US - The majority of federal inspected steer and heifer slaughter comes from commercial feedlots with capacities of 1,000 head or greater, which is reported by USDA-National Agricultural Statistical Service (NASS) on a monthly basis, according to Steiner Consulting Group, DLR Division, Inc.

Last Friday, NASS reported that marketings of steers and heifers from these larger commercial feedlots were up 6 per cent in January from a year earlier. A day earlier, NASS estimated that January steer and heifer slaughter (federal inspected) was also up 6 per cent.

Marketings of cattle from these feedlots accounted for 87 per cent of all steer and heifer slaughter. This is just a small fraction of a per cent greater than share of steer and heifer slaughter coming from feedlots in 2017. The percentage share of steer and heifer slaughter coming from 1,000 head capacity feedlots has stayed within the 86-87 per cent range since 2012.

The 13 per cent of the steer and heifer slaughter not accounted for by marketings of cattle from larger feedlots comes from farms primarily focused on grain production using cattle as an alternative to selling corn in the cash grain market, cattle producers marketing "grass fed" animals, and imports of slaughter cattle from Canada. The latter category accounted for 1.4 per cent of slaughter last year, the highest percentage in the last three years, but less than half of what it was ten years ago.
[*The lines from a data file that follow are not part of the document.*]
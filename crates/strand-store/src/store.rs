//! Store - reducer dispatch over an Arc-swapped state cell.

// Allow expect on lock access - poisoning from a panicked writer is
// unrecoverable here, so expect() is the appropriate handling pattern.
#![allow(clippy::expect_used)]

use std::sync::{Arc, RwLock};

use strand_core::{Observer, SharedListener, Source, Subscription};

type Reducer<S, A> = Box<dyn Fn(&Arc<S>, &A) -> Arc<S> + Send + Sync>;

struct StoreInner<S, A> {
    state: RwLock<Arc<S>>,
    reducer: Reducer<S, A>,
    observer: Observer,
}

/// Reducer-dispatch state container.
///
/// The state is an immutable `Arc<S>` owned exclusively by the store and
/// replaced wholesale on update; readers that captured a previous snapshot
/// keep a stable, internally consistent value. The reducer is a pure
/// function supplied at construction: return the input `Arc` to signal "no
/// change" (no notification), or a new `Arc` to swap and notify.
///
/// `Store` is a cheap handle over shared interior state; clones dispatch
/// into the same cell.
///
/// # Example
///
/// ```
/// use std::sync::Arc;
/// use strand_store::Store;
///
/// enum Action {
///     Increment,
///     Nothing,
/// }
///
/// let store = Store::new(0u32, |state: &Arc<u32>, action: &Action| match action {
///     Action::Increment => Arc::new(**state + 1),
///     // Same Arc back: no swap, no notification.
///     Action::Nothing => state.clone(),
/// });
///
/// store.dispatch(Action::Increment);
/// assert_eq!(*store.state(), 1);
/// ```
pub struct Store<S, A> {
    inner: Arc<StoreInner<S, A>>,
}

impl<S, A> Clone for Store<S, A> {
    fn clone(&self) -> Self {
        Self {
            inner: self.inner.clone(),
        }
    }
}

impl<S, A> Store<S, A>
where
    S: Send + Sync + 'static,
{
    /// Create a store with an initial state and a pure reducer.
    pub fn new<R>(initial: S, reducer: R) -> Self
    where
        R: Fn(&Arc<S>, &A) -> Arc<S> + Send + Sync + 'static,
    {
        Self {
            inner: Arc::new(StoreInner {
                state: RwLock::new(Arc::new(initial)),
                reducer: Box::new(reducer),
                observer: Observer::new(),
            }),
        }
    }

    /// The current state snapshot.
    #[must_use]
    pub fn state(&self) -> Arc<S> {
        self.inner.state.read().expect("Store lock poisoned").clone()
    }

    /// Run the reducer and, if it produced a new `Arc`, swap the state and
    /// notify subscribers - all synchronously, before `dispatch` returns.
    ///
    /// The write lock is released before listeners run, so a listener may
    /// dispatch again; that nested dispatch is a fresh synchronous cycle
    /// with its own notification pass. A panic in the reducer or in a
    /// listener propagates to this caller - nothing is caught.
    pub fn dispatch(&self, action: A) {
        let swapped = {
            let mut state = self.inner.state.write().expect("Store lock poisoned");
            let next = (self.inner.reducer)(&state, &action);
            if Arc::ptr_eq(&next, &state) {
                false
            } else {
                *state = next;
                true
            }
        };

        if swapped {
            tracing::debug!("store state swapped, notifying subscribers");
            self.inner.observer.notify();
        } else {
            tracing::trace!("reducer returned current state, skipping notify");
        }
    }

    /// Register a change listener. The returned [`Subscription`] removes
    /// exactly this registration and is idempotent.
    pub fn subscribe<F>(&self, listener: F) -> Subscription
    where
        F: Fn() + Send + Sync + 'static,
    {
        self.inner.observer.subscribe(listener)
    }
}

impl<S, A> Source for Store<S, A>
where
    S: Send + Sync + 'static,
{
    type Snapshot = Arc<S>;

    fn snapshot(&self) -> Arc<S> {
        self.state()
    }

    fn subscribe_listener(&self, listener: SharedListener) -> Subscription {
        self.inner.observer.subscribe_shared(listener)
    }
}

impl<S, A> std::fmt::Debug for Store<S, A>
where
    S: std::fmt::Debug + Send + Sync + 'static,
{
    fn fmt(&self, f: &mut std::fmt::Formatter<'_>) -> std::fmt::Result {
        f.debug_struct("Store").field("state", &self.state()).finish()
    }
}

#[cfg(test)]
mod tests {
    use super::*;
    use std::sync::atomic::{AtomicUsize, Ordering};

    #[derive(Debug, Clone, Copy, PartialEq, Eq)]
    enum CounterAction {
        Increment,
        Add(u32),
        Noop,
    }

    fn counter_store() -> Store<u32, CounterAction> {
        Store::new(0u32, |state: &Arc<u32>, action: &CounterAction| {
            match action {
                CounterAction::Increment => Arc::new(**state + 1),
                CounterAction::Add(n) => Arc::new(**state + n),
                CounterAction::Noop => state.clone(),
            }
        })
    }

    #[test]
    fn test_dispatch_swaps_state_and_notifies() {
        let store = counter_store();
        let hits = Arc::new(AtomicUsize::new(0));

        {
            let hits = hits.clone();
            store.subscribe(move || {
                hits.fetch_add(1, Ordering::SeqCst);
            });
        }

        store.dispatch(CounterAction::Increment);
        assert_eq!(*store.state(), 1);
        assert_eq!(hits.load(Ordering::SeqCst), 1);

        store.dispatch(CounterAction::Add(4));
        assert_eq!(*store.state(), 5);
        assert_eq!(hits.load(Ordering::SeqCst), 2);
    }

    #[test]
    fn test_same_arc_back_means_no_notification() {
        let store = counter_store();
        let hits = Arc::new(AtomicUsize::new(0));

        {
            let hits = hits.clone();
            store.subscribe(move || {
                hits.fetch_add(1, Ordering::SeqCst);
            });
        }

        let before = store.state();
        store.dispatch(CounterAction::Noop);
        store.dispatch(CounterAction::Noop);
        let after = store.state();

        assert!(Arc::ptr_eq(&before, &after));
        assert_eq!(hits.load(Ordering::SeqCst), 0);
    }

    #[test]
    fn test_two_subscribers_observe_identical_snapshots() {
        let store = counter_store();

        let seen_a: Arc<std::sync::Mutex<Vec<Arc<u32>>>> = Arc::default();
        let seen_b: Arc<std::sync::Mutex<Vec<Arc<u32>>>> = Arc::default();

        {
            let store = store.clone();
            let seen = seen_a.clone();
            store.clone().subscribe(move || {
                seen.lock().unwrap().push(store.state());
            });
        }
        {
            let store = store.clone();
            let seen = seen_b.clone();
            store.clone().subscribe(move || {
                seen.lock().unwrap().push(store.state());
            });
        }

        store.dispatch(CounterAction::Add(7));

        let a = seen_a.lock().unwrap();
        let b = seen_b.lock().unwrap();
        assert_eq!(a.len(), 1);
        assert_eq!(b.len(), 1);
        assert!(Arc::ptr_eq(&a[0], &b[0]));
        assert_eq!(*a[0], 7);
    }

    #[test]
    fn test_reentrant_dispatch_from_listener() {
        let store = counter_store();

        // On the first change, dispatch once more from inside the listener.
        {
            let store = store.clone();
            let fired = Arc::new(AtomicUsize::new(0));
            store.clone().subscribe(move || {
                if fired.fetch_add(1, Ordering::SeqCst) == 0 {
                    store.dispatch(CounterAction::Add(10));
                }
            });
        }

        store.dispatch(CounterAction::Increment);
        assert_eq!(*store.state(), 11);
    }

    #[test]
    fn test_unsubscribed_listener_stops_receiving() {
        let store = counter_store();
        let hits = Arc::new(AtomicUsize::new(0));

        let subscription = {
            let hits = hits.clone();
            store.subscribe(move || {
                hits.fetch_add(1, Ordering::SeqCst);
            })
        };

        store.dispatch(CounterAction::Increment);
        subscription.unsubscribe();
        store.dispatch(CounterAction::Increment);

        assert_eq!(hits.load(Ordering::SeqCst), 1);
    }

    #[test]
    fn test_captured_snapshot_is_stable_across_updates() {
        let store = counter_store();
        let before = store.state();

        store.dispatch(CounterAction::Add(100));

        assert_eq!(*before, 0);
        assert_eq!(*store.state(), 100);
    }
}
January steer and heifer slaughter exclusive of 1,000 head capacity feedlots was 272,000 head. Monthly cattle import data for January is not available until next week, but just considering total slaughter less feedlot marketings, the 272,000 head tally is a 6 per cent increase from the prior January, similar to the large feedlot marketing increase. One more week-day in January 2018 versus a year ago probably accounts for at least half the gain in both output measures.
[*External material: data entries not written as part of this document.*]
//! Source - the subscribe/snapshot contract, and Derived selector views.
//!
//! [`Source`] is the surface UI adapters consume: register a listener for
//! change notification, then re-read a synchronous snapshot. The contract
//! requires snapshots to be reference-stable when nothing relevant changed;
//! [`Derived`] supplies that stability for selected sub-values by routing
//! every read through one [`EqualityGate`].

// Allow expect on lock access - poisoning from a panicked writer is
// unrecoverable here, so expect() is the appropriate handling pattern.
#![allow(clippy::expect_used)]

use std::sync::{Arc, Mutex};

use crate::gate::EqualityGate;
use crate::observer::{SharedListener, Subscription};

/// A subscribable state source with synchronous snapshots.
///
/// Implementors swap their state wholesale (never mutate in place), so a
/// snapshot captured before an update stays internally consistent forever.
pub trait Source {
    /// The snapshot type handed to consumers.
    type Snapshot;

    /// Read the current snapshot. Synchronous and side-effect-free; returns
    /// a value identical to the prior call's result if nothing relevant
    /// changed.
    fn snapshot(&self) -> Self::Snapshot;

    /// Register a change listener. The returned [`Subscription`] removes
    /// exactly this registration.
    fn subscribe_listener(&self, listener: SharedListener) -> Subscription;
}

/// Convenience methods available on every [`Source`].
pub trait SourceExt: Source {
    /// Register a plain closure as a change listener.
    fn subscribe<F>(&self, listener: F) -> Subscription
    where
        F: Fn() + Send + Sync + 'static,
    {
        self.subscribe_listener(Arc::new(listener))
    }

    /// Bind a pure selector to this source through a fresh [`EqualityGate`].
    ///
    /// Each call builds an independent gate; every consumer should hold its
    /// own `Derived` rather than share one across unrelated read sites.
    fn select<T, F, C>(&self, select: F, compare: C) -> Derived<Self, T>
    where
        Self: Clone + Sized,
        T: Clone,
        F: Fn(&Self::Snapshot) -> T + Send + Sync + 'static,
        C: Fn(&T, &T) -> bool + Send + Sync + 'static,
    {
        Derived::new(self.clone(), select, compare)
    }
}

impl<S: Source> SourceExt for S {}

type SelectFn<S, T> = Box<dyn Fn(&<S as Source>::Snapshot) -> T + Send + Sync>;

struct DerivedInner<S: Source, T> {
    source: S,
    select: SelectFn<S, T>,
    gate: Mutex<EqualityGate<T>>,
}

/// A selector bound to a source through one equality gate.
///
/// `snapshot` runs the selector over the live source snapshot, then lets the
/// gate decide whether the publicly observed value actually changes. Clones
/// share the gate (they are the same consumer pairing); independent
/// consumers should each call [`SourceExt::select`].
///
/// # Example
///
/// ```
/// use strand_core::{Derived, Observer, SharedListener, Source, Subscription};
/// use std::sync::{Arc, RwLock};
///
/// #[derive(Clone)]
/// struct Cell {
///     value: Arc<RwLock<Arc<(u32, u32)>>>,
///     observer: Observer,
/// }
///
/// impl Source for Cell {
///     type Snapshot = Arc<(u32, u32)>;
///     fn snapshot(&self) -> Self::Snapshot {
///         self.value.read().unwrap().clone()
///     }
///     fn subscribe_listener(&self, listener: SharedListener) -> Subscription {
///         self.observer.subscribe_shared(listener)
///     }
/// }
///
/// let cell = Cell {
///     value: Arc::new(RwLock::new(Arc::new((1, 2)))),
///     observer: Observer::new(),
/// };
///
/// // Observe only the first element.
/// let first = Derived::new(cell.clone(), |pair: &Arc<(u32, u32)>| pair.0, |a, b| a == b);
/// assert_eq!(first.snapshot(), 1);
///
/// // A change to the second element leaves the derived value untouched.
/// *cell.value.write().unwrap() = Arc::new((1, 9));
/// assert_eq!(first.snapshot(), 1);
/// ```
pub struct Derived<S: Source, T> {
    inner: Arc<DerivedInner<S, T>>,
}

impl<S: Source, T> Clone for Derived<S, T> {
    fn clone(&self) -> Self {
        Self {
            inner: self.inner.clone(),
        }
    }
}

impl<S: Source, T: Clone> Derived<S, T> {
    /// Bind `select` to `source`, gated by `compare`.
    pub fn new<F, C>(source: S, select: F, compare: C) -> Self
    where
        F: Fn(&S::Snapshot) -> T + Send + Sync + 'static,
        C: Fn(&T, &T) -> bool + Send + Sync + 'static,
    {
        Self {
            inner: Arc::new(DerivedInner {
                source,
                select: Box::new(select),
                gate: Mutex::new(EqualityGate::new(compare)),
            }),
        }
    }

    /// Run the selector over the live source snapshot and gate the result.
    ///
    /// A panic in the selector or the comparison propagates to the caller.
    pub fn snapshot(&self) -> T {
        let fresh = (self.inner.select)(&self.inner.source.snapshot());
        self.inner
            .gate
            .lock()
            .expect("Derived gate lock poisoned")
            .compute(fresh)
    }

    /// Register a change listener on the underlying source.
    pub fn subscribe<F>(&self, listener: F) -> Subscription
    where
        F: Fn() + Send + Sync + 'static,
    {
        self.inner.source.subscribe_listener(Arc::new(listener))
    }

    /// The underlying source handle.
    pub fn source(&self) -> &S {
        &self.inner.source
    }
}

impl<S: Source, T: Clone> Source for Derived<S, T> {
    type Snapshot = T;

    fn snapshot(&self) -> T {
        Derived::snapshot(self)
    }

    fn subscribe_listener(&self, listener: SharedListener) -> Subscription {
        self.inner.source.subscribe_listener(listener)
    }
}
Slaughter cattle imports in 2017 were down 10 per cent from the prior year, approaching the lowest level in at least ten years that was seen in 2015. At these levels, slaughter cattle imports are down almost 50 per cent from ten years earlier. Exclusive of slaughter cattle imports and 1,000 head capacity feedlot marketings, steer and heifer slaughter last year increased by about 160,000 head, or 10,000-20,000 head per month, year over year.
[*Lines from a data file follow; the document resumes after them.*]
//! Typed access to the request and response tables.

use std::time::Duration;

use tokio::time::Instant;
use tracing::{debug, info};

use regionsync_core::{AgentIdentity, Shutdown};
use regionsync_state::{
    AgentOutcome, LifecycleRequest, Outcome, RequestId, RequestKind, RequestPayload,
    ResponseRecord, StateResult, StateStore, StreamKey, StreamingRecord, epoch_secs,
};

/// The append-only request table.
#[derive(Clone)]
pub struct RequestTable {
    store: StateStore,
}

impl RequestTable {
    pub fn new(store: StateStore) -> Self {
        Self { store }
    }

    /// Store a new request under the next free id.
    pub fn submit(&self, payload: RequestPayload) -> StateResult<LifecycleRequest> {
        let request = self.store.submit_request(payload)?;
        info!(request_id = request.id, kind = %request.kind(), "request submitted");
        Ok(request)
    }

    pub fn get(&self, id: RequestId) -> StateResult<Option<LifecycleRequest>> {
        self.store.get_request(id)
    }

    pub fn scan(&self, after: Option<RequestId>, limit: usize) -> StateResult<Vec<LifecycleRequest>> {
        self.store.scan_requests(after, limit)
    }
}

/// This agent's view of the response table.
#[derive(Clone)]
pub struct ResponseTable {
    store: StateStore,
    identity: AgentIdentity,
}

impl ResponseTable {
    pub fn new(store: StateStore, identity: AgentIdentity) -> Self {
        Self { store, identity }
    }

    pub fn identity(&self) -> AgentIdentity {
        self.identity
    }

    /// Whether this agent's slot for `request_id` is already filled.
    pub fn answered_by_me(&self, request_id: RequestId) -> StateResult<bool> {
        Ok(self
            .store
            .get_response(request_id)?
            .is_some_and(|r| r.answered_by(self.identity.index())))
    }

    pub fn get(&self, request_id: RequestId) -> StateResult<Option<ResponseRecord>> {
        self.store.get_response(request_id)
    }

    pub fn post_success(
        &self,
        request_id: RequestId,
        kind: RequestKind,
        detail: Option<String>,
    ) -> StateResult<bool> {
        self.post(request_id, kind, Outcome::Succeeded { detail })
    }

    pub fn post_failure(&self, request_id: RequestId, kind: RequestKind, reason: &str) -> StateResult<bool> {
        self.post(
            request_id,
            kind,
            Outcome::Failed {
                reason: reason.to_string(),
            },
        )
    }

    fn post(&self, request_id: RequestId, kind: RequestKind, outcome: Outcome) -> StateResult<bool> {
        let success = outcome.is_success();
        let posted = self.store.post_outcome(
            request_id,
            self.identity.index(),
            AgentOutcome {
                kind,
                outcome,
                posted_at: epoch_secs(),
            },
        )?;
        if posted {
            info!(request_id, %kind, success, agent = %self.identity, "response posted");
        } else {
            debug!(request_id, agent = %self.identity, "response slot already filled");
        }
        Ok(posted)
    }

    /// Block until every agent of the group answered `request_id`.
    ///
    /// Returns `None` when `timeout` elapses or shutdown is triggered first.
    pub async fn wait_for_response(
        &self,
        request_id: RequestId,
        timeout: Duration,
        poll_interval: Duration,
        shutdown: &Shutdown,
    ) -> StateResult<Option<ResponseRecord>> {
        let mut shutdown = shutdown.clone();
        let deadline = Instant::now() + timeout;
        loop {
            if let Some(record) = self.store.get_response(request_id)? {
                if record.is_fully_answered(self.identity.group_size()) {
                    return Ok(Some(record));
                }
            }
            let now = Instant::now();
            if now >= deadline {
                return Ok(None);
            }
            if !shutdown.sleep(poll_interval.min(deadline - now)).await {
                return Ok(None);
            }
        }
    }

    /// Replace this agent's streaming record.
    pub fn publish_streaming(&self, streams: impl IntoIterator<Item = StreamKey>) -> StateResult<()> {
        let record = StreamingRecord {
            agent_index: self.identity.index(),
            streams: streams.into_iter().collect(),
            updated_at: epoch_secs(),
        };
        debug!(agent = %self.identity, streams = record.streams.len(), "streaming record published");
        self.store.put_streaming(&record)
    }

    /// Indices of the agents currently streaming `table` from `region`.
    pub fn streaming_agents(&self, table: &str, region: &str) -> StateResult<Vec<u32>> {
        Ok(self
            .store
            .list_streaming()?
            .into_iter()
            .filter(|r| r.streams(table, region))
            .map(|r| r.agent_index)
            .collect())
    }
}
Penciling in a preliminary estimate of slaughter cattle imports for January close to the December 2017 volume leads to steer and heifer slaughter outside of large feedlot marketings that is about 20,000 head more than in January 2017.

In some ways, it is surprising that this volume would be maintained given the big placements of cattle into large feedlots in the last half of 2017 (relative to the number of feeder cattle available from recent calf crops). It also may be an impressive statement about the stability of new marketing programs for cattle outside of the conventional feedlot marketing process.